This is something I have been struggling with for a rather long time. During my teen years and early 20s, I proudly wore the title "Gamer" I championed it in the face of withering social stigma and open condemnation and mockery from my peers, both in education and work. I even published a note on my Facebook page in late 2011 expressing my exasperation and distaste at being labeled not only a social outcast, but being at risk for becoming a violent deviant. (Found here: https://www.facebook.com/notes/robert-francis-mader/the-stigma-of-being-an-advlt-gamer/10150302054459376) Unfortunately, It seems the mockery and condemnation has only become worse in the intervening years, especially post Gamergate. So my question is this; Are you comfortable being called a Gamer? Why and why not?
(On a side and sort of related note, how do you feel about gamer mockery of "Filthy Casuals"? I've seen enough "Feking Casuals" posts to know that this is a part of our culture that needs to go. But I'm curious how the rest of our community feels about this. Matt Helgeson's 2014 article changed my opinion on how I view gamers and gaming in general. article here: http://www.gameinformer.com/b/features/archive/2014/02/20/the-changing-definition-of-39-gamer-39.aspx.)

As for being called a gamer... my friends are "gamers" and people I know who aren't don't really care. So yes, I am comfortable with being called gamer.
I think that even when I was younger and more actively played (on a Sega Genesis), I saw no positive or negative association with the term.
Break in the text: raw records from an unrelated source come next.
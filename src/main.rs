//! workerpipe - supervised worker processes fed over ZeroMQ

mod cli;

use anyhow::{Context, Result};
use clap::Parser;
use crossbeam_channel::{Receiver, RecvTimeoutError};
use owo_colors::{OwoColorize, Stream::Stderr, Stream::Stdout};
use serde_json::json;
use std::collections::BTreeMap;
use std::sync::Arc;
use std::sync::atomic::{AtomicBool, Ordering};
use std::time::Duration;
use tracing::Level;

use cli::{Cli, Commands, InternalCommand, WorkerLogArgs};
use workerpipe::balancer::{
    BalancedWorkerSpec, BrokerPorts, BrokerTimeouts, LoadBalancer, LoadBalancerManager,
};
use workerpipe::config::{BalancerConfig, PipelineConfig, WorkerLogging};
use workerpipe::demo::probe::{ProbeJob, ProbeRequest, ProbeResult};
use workerpipe::demo::scan::{ScanBatch, ScanJob, partition};
use workerpipe::demo::stat::{StatJob, StatRequest, StatResult};
use workerpipe::ipc::{DAEMON_WORKER_ID, WorkerId};
use workerpipe::logfwd::{LogCollector, LogPublisher};
use workerpipe::logging::{self, LogConfig};
use workerpipe::pipeline::{
    JsonDecoder, PublishPullPipelineManager, PushPullDaemonManager, SinkEndpoint, SinkEvent,
    Terminating,
};
use workerpipe::process::{SharedRegistry, WorkerProgram};
use workerpipe::worker::{
    BalancedPorts, DaemonPorts, PipelinePorts, run_balanced_worker, run_daemon_worker,
    run_pipeline_worker,
};

/// How often driver loops wake up to check for interrupts and dead workers.
const POLL_INTERVAL: Duration = Duration::from_millis(100);

/// How long `probe` waits for the broker to exit before killing it.
const BROKER_EXIT_TIMEOUT: Duration = Duration::from_secs(5);

fn main() {
    let cli = Cli::parse();

    if cli.no_color {
        owo_colors::set_override(false);
    }

    let result = match &cli.command {
        Commands::Scan(args) => {
            init_driver_logging(&cli);
            cmd_scan(args)
        }
        Commands::Stat(args) => {
            init_driver_logging(&cli);
            cmd_stat(args)
        }
        Commands::Probe(args) => {
            init_driver_logging(&cli);
            cmd_probe(args)
        }
        Commands::Internal(command) => run_internal(command),
    };

    if let Err(e) = result {
        eprintln!(
            "{}: {}",
            "error"
                .if_supports_color(Stderr, |text| text.red())
                .if_supports_color(Stderr, |text| text.bold()),
            e
        );
        for cause in e.chain().skip(1) {
            eprintln!(
                "  {}: {}",
                "caused by".if_supports_color(Stderr, |text| text.yellow()),
                cause
            );
        }
        std::process::exit(1);
    }
}

fn init_driver_logging(cli: &Cli) {
    let level = if cli.quiet {
        Level::ERROR
    } else {
        match cli.verbose {
            0 => Level::WARN,
            1 => Level::INFO,
            2 => Level::DEBUG,
            _ => Level::TRACE,
        }
    };
    logging::init(
        LogConfig::default()
            .with_level(level)
            .with_format(cli.log_format)
            .with_env_overrides(),
    );
}

/// Install a Ctrl+C handler and return the flag it sets.
fn interrupt_flag() -> Result<Arc<AtomicBool>> {
    let flag = Arc::new(AtomicBool::new(false));
    let handler_flag = flag.clone();
    ctrlc::set_handler(move || {
        eprintln!("\nReceived Ctrl+C, stopping workers...");
        handler_flag.store(true, Ordering::SeqCst);
    })
    .context("Failed to set Ctrl+C handler")?;
    Ok(flag)
}

/// This executable, running one of the hidden `internal` subcommands.
fn worker_program(args: &[&str]) -> Result<WorkerProgram> {
    let program = WorkerProgram::current_exe().context("Cannot locate the workerpipe binary")?;
    Ok(program.with_args(std::iter::once("internal").chain(args.iter().copied())))
}

/// Start a log collector if worker logs should be forwarded.
fn start_collector(forward_logs: bool) -> Result<Option<LogCollector>> {
    if !forward_logs {
        return Ok(None);
    }
    let collector = LogCollector::start().context("Failed to start log collector")?;
    Ok(Some(collector))
}

fn worker_logging(collector: Option<&LogCollector>) -> WorkerLogging {
    WorkerLogging::inherit(collector.map(LogCollector::port))
}

fn cmd_scan(args: &cli::ScanArgs) -> Result<()> {
    let interrupted = interrupt_flag()?;
    let collector = start_collector(args.driver.forward_logs)?;
    let config = PipelineConfig::default()
        .with_logging(worker_logging(collector.as_ref()))
        .with_env_overrides();

    let (tx, rx) = crossbeam_channel::unbounded();
    let mut manager = PublishPullPipelineManager::new(
        "Scan",
        worker_program(&["scan-worker"])?,
        &config,
        JsonDecoder::<ScanBatch>::new(),
        tx,
    )?;

    let assignments = partition(&args.directories, args.driver.workers);
    for (n, arguments) in assignments.iter().enumerate() {
        let worker_id = WorkerId::new(n as u32 + 1);
        manager
            .start_worker(worker_id, arguments)
            .with_context(|| format!("Failed to start scan worker {}", worker_id))?;
    }
    tracing::info!(workers = assignments.len(), "Scan workers started");

    let mut totals: BTreeMap<WorkerId, (usize, u64)> = BTreeMap::new();
    let mut finished = 0;
    let mut stopping = false;
    loop {
        match rx.recv_timeout(POLL_INTERVAL) {
            Ok(SinkEvent::Data { worker_id, data }) => {
                if args.driver.json {
                    println!(
                        "{}",
                        json!({ "worker": worker_id, "files": data.files.len(), "bytes": data.bytes })
                    );
                }
                let entry = totals.entry(worker_id).or_default();
                entry.0 += data.files.len();
                entry.1 += data.bytes;
            }
            Ok(SinkEvent::WorkerFinished(worker_id)) => {
                tracing::debug!(worker_id = %worker_id, "Scan worker finished");
                finished += 1;
            }
            Err(RecvTimeoutError::Timeout) => {}
            Err(RecvTimeoutError::Disconnected) => break,
        }
        let crashed = || {
            let alive = manager.pipeline().processes().registry().lock().alive_workers();
            if alive.is_empty() {
                tracing::error!("Scan workers exited without finishing");
            }
            alive.is_empty()
        };
        if !stopping
            && (finished == assignments.len() || interrupted.load(Ordering::SeqCst) || crashed())
        {
            stopping = true;
            manager.stop()?;
        }
    }
    manager.join_sink().context("Scan sink failed")?;
    drop(collector);

    let files: usize = totals.values().map(|(files, _)| files).sum();
    let bytes: u64 = totals.values().map(|(_, bytes)| bytes).sum();
    if args.driver.json {
        println!("{}", json!({ "files": files, "bytes": bytes }));
    } else {
        for (worker_id, (files, bytes)) in &totals {
            println!("  worker {}: {} files, {} bytes", worker_id, files, bytes);
        }
        println!(
            "{} {} files ({} bytes)",
            "Scanned".if_supports_color(Stdout, |text| text.green()),
            files,
            bytes
        );
    }
    Ok(())
}

fn cmd_stat(args: &cli::StatArgs) -> Result<()> {
    let interrupted = interrupt_flag()?;
    let collector = start_collector(args.driver.forward_logs)?;
    let config = PipelineConfig::default()
        .with_logging(worker_logging(collector.as_ref()))
        .with_env_overrides();

    let (tx, rx) = crossbeam_channel::unbounded();
    let mut manager = PushPullDaemonManager::new(
        "Stat",
        worker_program(&["stat-daemon"])?,
        &config,
        JsonDecoder::<StatResult>::new(),
        tx,
    )?;
    manager.start();
    manager.send_start()?;
    for path in &args.paths {
        manager.send_message_to_worker(&StatRequest { path: path.clone() })?;
    }

    let mut received = 0;
    while received < args.paths.len() {
        match rx.recv_timeout(POLL_INTERVAL) {
            Ok(SinkEvent::Data { data, .. }) => {
                received += 1;
                print_stat(&data, args.driver.json);
            }
            Ok(SinkEvent::WorkerFinished(_)) => {}
            Err(RecvTimeoutError::Timeout) => {
                if interrupted.load(Ordering::SeqCst) {
                    break;
                }
                if !manager.pipeline().processes().process_alive(DAEMON_WORKER_ID) {
                    tracing::error!("Stat daemon exited before answering every request");
                    break;
                }
            }
            Err(RecvTimeoutError::Disconnected) => break,
        }
    }

    manager.stop()?;
    manager.join_sink().context("Stat sink failed")?;
    drop(collector);

    if received < args.paths.len() {
        anyhow::bail!("received {} of {} results", received, args.paths.len());
    }
    Ok(())
}

fn print_stat(result: &StatResult, json: bool) {
    if json {
        println!("{}", json!(result));
        return;
    }
    match (&result.error, result.size) {
        (Some(error), _) => println!(
            "{}: {}",
            result.path.display(),
            error.if_supports_color(Stdout, |text| text.red())
        ),
        (None, Some(size)) => println!(
            "{}: {} {} bytes",
            result.path.display(),
            if result.is_dir { "directory" } else { "file" },
            size
        ),
        (None, None) => println!("{}", result.path.display()),
    }
}

fn cmd_probe(args: &cli::ProbeArgs) -> Result<()> {
    let interrupted = interrupt_flag()?;
    let collector = start_collector(args.driver.forward_logs)?;

    let context = zmq::Context::new();
    let (tx, rx) = crossbeam_channel::unbounded();
    let endpoint = SinkEndpoint::bind(&context)?;
    let sink_port = endpoint.port();
    let mut sink = endpoint.spawn(
        "probe",
        SharedRegistry::new(),
        Terminating::default(),
        JsonDecoder::<ProbeResult>::new(),
        tx,
    )?;

    let config = BalancerConfig::default()
        .with_worker_count(args.driver.workers)
        .with_logging(worker_logging(collector.as_ref()))
        .with_env_overrides();
    let mut balancer = LoadBalancerManager::new(
        "Probe load balancer",
        worker_program(&["balancer", "--job", "probe"])?,
        sink_port,
        &config,
    )?;
    balancer
        .start_load_balancer()
        .context("Failed to start load balancer")?;
    let requests = balancer.requests()?;
    for path in &args.files {
        requests.send_request(&ProbeRequest { path: path.clone() })?;
    }

    let received = collect_probe_results(&rx, args, &interrupted, &balancer);

    balancer.stop()?;
    if !balancer.wait(BROKER_EXIT_TIMEOUT) {
        tracing::warn!("Load balancer did not exit, terminating it");
        balancer.forcefully_terminate();
    }
    sink.terminate()?;
    sink.join().context("Probe sink failed")?;
    drop(collector);

    if received < args.files.len() {
        anyhow::bail!("received {} of {} results", received, args.files.len());
    }
    Ok(())
}

fn collect_probe_results(
    rx: &Receiver<SinkEvent<ProbeResult>>,
    args: &cli::ProbeArgs,
    interrupted: &AtomicBool,
    balancer: &LoadBalancerManager,
) -> usize {
    let mut received = 0;
    while received < args.files.len() {
        match rx.recv_timeout(POLL_INTERVAL) {
            Ok(SinkEvent::Data { worker_id, data }) => {
                received += 1;
                if args.driver.json {
                    println!("{}", json!({ "worker": worker_id, "result": data }));
                } else {
                    println!(
                        "{}: {} [{}]",
                        data.path.display(),
                        data.kind.if_supports_color(Stdout, |text| text.cyan()),
                        data.magic.as_deref().or(data.error.as_deref()).unwrap_or("")
                    );
                }
            }
            Ok(SinkEvent::WorkerFinished(_)) => {}
            Err(RecvTimeoutError::Timeout) => {
                if interrupted.load(Ordering::SeqCst) {
                    break;
                }
                if !balancer.is_running() {
                    tracing::error!("Load balancer exited before answering every request");
                    break;
                }
            }
            Err(RecvTimeoutError::Disconnected) => break,
        }
    }
    received
}

fn run_internal(command: &InternalCommand) -> Result<()> {
    match command {
        InternalCommand::ScanWorker(args) => {
            let ports = PipelinePorts {
                receive: args.receive,
                send: args.send,
                controller: args.controller,
                sync: args.syncclient,
                worker_id: args.filter,
            };
            with_worker_logging(&format!("scan-worker-{}", args.filter), args.logging, || {
                run_pipeline_worker(ports, &mut ScanJob::new())
            })
        }
        InternalCommand::StatDaemon(args) => {
            let ports = DaemonPorts {
                receive: args.receive,
                send: args.send,
            };
            with_worker_logging("stat-daemon", args.logging, || {
                run_daemon_worker(ports, &mut StatJob::default())
            })
        }
        InternalCommand::Balancer(args) => {
            let ports = BrokerPorts {
                receive: args.receive,
                send: args.send,
                controller: args.controller,
            };
            let config = BalancerConfig::default().with_env_overrides();
            let timeouts = BrokerTimeouts {
                stop: config.stop_timeout,
                exit_grace: config.exit_grace,
                terminate: config.terminate_timeout,
            };
            let spec = match args.job {
                cli::BalancedJobKind::Probe => BalancedWorkerSpec {
                    worker_type: "Probe".to_string(),
                    program: worker_program(&["probe-worker"])?,
                    logging: WorkerLogging {
                        log_port: args.logging.log_port,
                        verbosity: args.logging.log_level,
                    },
                },
            };
            with_worker_logging("load-balancer", args.logging, || {
                LoadBalancer::connect(ports, spec, timeouts)?.run()
            })
        }
        InternalCommand::ProbeWorker(args) => {
            let ports = BalancedPorts {
                request: args.request,
                send: args.send,
                worker_id: args.identity,
            };
            with_worker_logging(&format!("probe-worker-{}", args.identity), args.logging, || {
                run_balanced_worker(ports, &mut ProbeJob)
            })
        }
    }
}

/// Set up worker logging, run the worker and withdraw from the collector.
fn with_worker_logging<F>(name: &str, logging: WorkerLogArgs, run: F) -> Result<()>
where
    F: FnOnce() -> workerpipe::Result<()>,
{
    let publisher = match logging.log_port {
        Some(port) => Some(
            LogPublisher::connect(name, port)
                .with_context(|| format!("{} cannot reach the log collector", name))?,
        ),
        None => None,
    };
    logging::init_worker(logging.log_level, publisher.clone());

    let result = run();
    if let Err(e) = &result {
        tracing::error!(worker = name, error = %e, "Worker failed");
    }
    if let Some(publisher) = publisher
        && let Err(e) = publisher.disconnect()
    {
        eprintln!("{}: cannot disconnect from log collector: {}", name, e);
    }
    result.with_context(|| format!("{} failed", name))
}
I'm happy so many of you seem like well adjusted individuals. But let me just clarify a bit. Perhaps I'm rather pedestrian in the definition, but I have always thought of a gamer as someone who plays video games for entertainment. Although what I considered a "Gamer" has changed repeatedly over the intervening years, due to the exposure of various ideas. My current perception of what constitutes a gamer is much more open now than what it was in the recent past, and falls more in line with what I had thought in my youth. This shift in thinking stems from reading Matt Helgeson's 2014 article, and prompted me to reexamine what it meant to me to be a gamer. Nevertheless, this open perception of what defines a gamer is what led me to self identify as a gamer throughout the greater part of my life. It is only once I had begun to recieve serious criticism* for my hobby that I began to self-examine my relation to my hobby. Perhaps I'm being pointlessly introspective, but I was wondering if anyone else had any shared experience in the matter.